» Assignment:
Would you copy every line of the listing below that includes the word "OutlierSet"?

___

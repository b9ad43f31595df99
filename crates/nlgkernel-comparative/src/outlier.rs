//! Robust outlier detection.
//!
//! Modified z-scores built on the median absolute deviation (MAD):
//! z_i = 0.6745 * |x_i - median| / median(|x - median|).
//! Multi-dimensional members use their Euclidean distance to the
//! per-dimension median.

use std::time::Instant;

use crate::messages::{MadOutlierInput, MadOutlierOutput};
use crate::types::OutlierSet;
use nlgkernel_core::{
    domain::Domain,
    error::{KernelError, Result},
    kernel::KernelMetadata,
    traits::{BatchKernel, Kernel},
};

/// Default modified z-score threshold.
pub const DEFAULT_THRESHOLD: f64 = 3.5;

/// Consistency constant of the MAD for normal data (0.75 quantile of N(0, 1)).
const MAD_SCALE: f64 = 0.6745;

// ============================================================================
// MAD Outlier Kernel
// ============================================================================

/// MAD-based outlier detection kernel.
#[derive(Debug, Clone)]
pub struct MadOutlier {
    metadata: KernelMetadata,
}

impl Default for MadOutlier {
    fn default() -> Self {
        Self::new()
    }
}

impl MadOutlier {
    /// Create a new MAD outlier kernel.
    #[must_use]
    pub fn new() -> Self {
        Self {
            metadata: KernelMetadata::batch("comparative/mad-outlier", Domain::ComparativeAnalysis)
                .with_description("Median absolute deviation modified z-score outliers"),
        }
    }

    /// Flag outliers in a one-dimensional distribution.
    ///
    /// The mask has one entry per value. When the MAD is zero, members that
    /// differ from the median score infinity and are flagged; members equal
    /// to it are not.
    pub fn compute(values: &[f64], threshold: f64) -> Vec<bool> {
        Self::scores(values)
            .into_iter()
            .map(|z| z > threshold)
            .collect()
    }

    /// Flag outliers among multi-dimensional members.
    pub fn compute_points(points: &[Vec<f64>], threshold: f64) -> Vec<bool> {
        let dims = points.iter().map(Vec::len).max().unwrap_or(0);
        let center: Vec<f64> = (0..dims)
            .map(|d| {
                let column: Vec<f64> = points
                    .iter()
                    .map(|p| p.get(d).copied().unwrap_or(0.0))
                    .collect();
                median(&column)
            })
            .collect();

        let distances: Vec<f64> = points
            .iter()
            .map(|p| {
                center
                    .iter()
                    .enumerate()
                    .map(|(d, c)| (p.get(d).copied().unwrap_or(0.0) - c).powi(2))
                    .sum::<f64>()
                    .sqrt()
            })
            .collect();

        modified_z(&distances)
            .into_iter()
            .map(|z| z > threshold)
            .collect()
    }

    /// Modified z-scores of a one-dimensional distribution.
    pub fn scores(values: &[f64]) -> Vec<f64> {
        if values.is_empty() {
            return Vec::new();
        }
        let center = median(values);
        let distances: Vec<f64> = values.iter().map(|v| (v - center).abs()).collect();
        modified_z(&distances)
    }

    /// Detect outliers and split them around the distribution mean.
    pub fn detect(values: &[f64], threshold: f64) -> OutlierSet {
        let mask = Self::compute(values, threshold);
        let set = Self::partition(values, &mask);
        tracing::debug!(
            members = values.len(),
            above = set.above.len(),
            below = set.below.len(),
            "MAD outliers"
        );
        set
    }

    /// Split flagged members into above-mean and below-mean groups.
    ///
    /// Each group lists the member farthest from the mean first.
    pub fn partition(values: &[f64], mask: &[bool]) -> OutlierSet {
        let mean = if values.is_empty() {
            0.0
        } else {
            values.iter().sum::<f64>() / values.len() as f64
        };

        let mut above: Vec<usize> = Vec::new();
        let mut below: Vec<usize> = Vec::new();
        for (i, (&v, &flagged)) in values.iter().zip(mask).enumerate() {
            if !flagged {
                continue;
            }
            if v > mean {
                above.push(i);
            } else {
                below.push(i);
            }
        }

        above.sort_by(|&a, &b| values[b].total_cmp(&values[a]));
        below.sort_by(|&a, &b| values[a].total_cmp(&values[b]));

        OutlierSet {
            above,
            below,
            mean,
            members: values.len(),
        }
    }
}

/// Median of a slice (mean of the middle pair for even lengths).
pub fn median(values: &[f64]) -> f64 {
    if values.is_empty() {
        return f64::NAN;
    }
    let mut sorted = values.to_vec();
    sorted.sort_by(f64::total_cmp);
    let mid = sorted.len() / 2;
    if sorted.len() % 2 == 0 {
        (sorted[mid - 1] + sorted[mid]) / 2.0
    } else {
        sorted[mid]
    }
}

fn modified_z(distances: &[f64]) -> Vec<f64> {
    if distances.is_empty() {
        return Vec::new();
    }
    let mad = median(distances);
    distances
        .iter()
        .map(|&d| {
            if mad > 0.0 {
                MAD_SCALE * d / mad
            } else if d > 0.0 {
                f64::INFINITY
            } else {
                0.0
            }
        })
        .collect()
}

impl Kernel for MadOutlier {
    fn metadata(&self) -> &KernelMetadata {
        &self.metadata
    }
}

impl BatchKernel<MadOutlierInput, MadOutlierOutput> for MadOutlier {
    fn execute(&self, input: MadOutlierInput) -> Result<MadOutlierOutput> {
        let start = Instant::now();
        let outliers = Self::detect(&input.values, input.threshold);
        Ok(MadOutlierOutput {
            outliers,
            compute_time_us: start.elapsed().as_micros() as u64,
        })
    }

    fn validate_input(&self, input: &MadOutlierInput) -> Result<()> {
        if !(input.threshold.is_finite() && input.threshold > 0.0) {
            return Err(KernelError::validation(format!(
                "outlier threshold must be positive, got {}",
                input.threshold
            )));
        }
        if input.values.iter().any(|v| !v.is_finite()) {
            return Err(KernelError::validation("outlier input contains non-finite values"));
        }
        Ok(())
    }
}

#[cfg(test)]
mod tests {
    use super::*;

    #[test]
    fn test_mad_metadata() {
        let kernel = MadOutlier::new();
        assert_eq!(kernel.metadata().id, "comparative/mad-outlier");
        assert_eq!(kernel.metadata().domain, Domain::ComparativeAnalysis);
    }

    #[test]
    fn test_single_spike_with_zero_mad() {
        let mask = MadOutlier::compute(&[10.0, 10.0, 10.0, 10.0, 100.0], DEFAULT_THRESHOLD);
        assert_eq!(mask, vec![false, false, false, false, true]);
    }

    #[test]
    fn test_regular_spread() {
        let values = [9.0, 10.0, 11.0, 10.5, 9.5, 10.2, 60.0];
        let mask = MadOutlier::compute(&values, DEFAULT_THRESHOLD);
        assert_eq!(mask.iter().filter(|&&m| m).count(), 1);
        assert!(mask[6]);
    }

    #[test]
    fn test_degenerate_distributions() {
        assert!(MadOutlier::compute(&[], DEFAULT_THRESHOLD).is_empty());
        assert!(MadOutlier::compute(&[5.0; 6], DEFAULT_THRESHOLD)
            .iter()
            .all(|&m| !m));
        assert_eq!(MadOutlier::compute(&[7.0], DEFAULT_THRESHOLD), vec![false]);
    }

    #[test]
    fn test_mask_never_exceeds_members() {
        let values = [1.0, 2.0, 3.0, 100.0, -100.0];
        let mask = MadOutlier::compute(&values, DEFAULT_THRESHOLD);
        assert_eq!(mask.len(), values.len());
    }

    #[test]
    fn test_partition_around_mean() {
        let values = [0.1, 0.0, 0.2, 4.0, -3.9, 0.1, 0.0];
        let set = MadOutlier::detect(&values, DEFAULT_THRESHOLD);
        assert_eq!(set.above, vec![3]);
        assert_eq!(set.below, vec![4]);
        assert_eq!(set.members, 7);
    }

    #[test]
    fn test_points_euclidean() {
        let points = vec![
            vec![1.0, 1.0],
            vec![1.0, 1.0],
            vec![1.1, 0.9],
            vec![0.9, 1.0],
            vec![8.0, 9.0],
        ];
        let mask = MadOutlier::compute_points(&points, DEFAULT_THRESHOLD);
        assert_eq!(mask, vec![false, false, false, false, true]);
    }

    #[test]
    fn test_median() {
        assert_eq!(median(&[3.0, 1.0, 2.0]), 2.0);
        assert_eq!(median(&[4.0, 1.0, 2.0, 3.0]), 2.5);
        assert!(median(&[]).is_nan());
    }

    #[test]
    fn test_validate_input() {
        let kernel = MadOutlier::new();
        let bad = MadOutlierInput::new(vec![1.0, f64::NAN]);
        assert!(kernel.run(bad).is_err());
        let ok = MadOutlierInput::new(vec![1.0, 1.0, 9.0]);
        assert_eq!(kernel.run(ok).unwrap().outliers.above, vec![2]);
    }
}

___

» Response for this exercise:
use crate::types::OutlierSet;
    pub fn detect(values: &[f64], threshold: f64) -> OutlierSet {
    pub fn partition(values: &[f64], mask: &[bool]) -> OutlierSet {
        OutlierSet {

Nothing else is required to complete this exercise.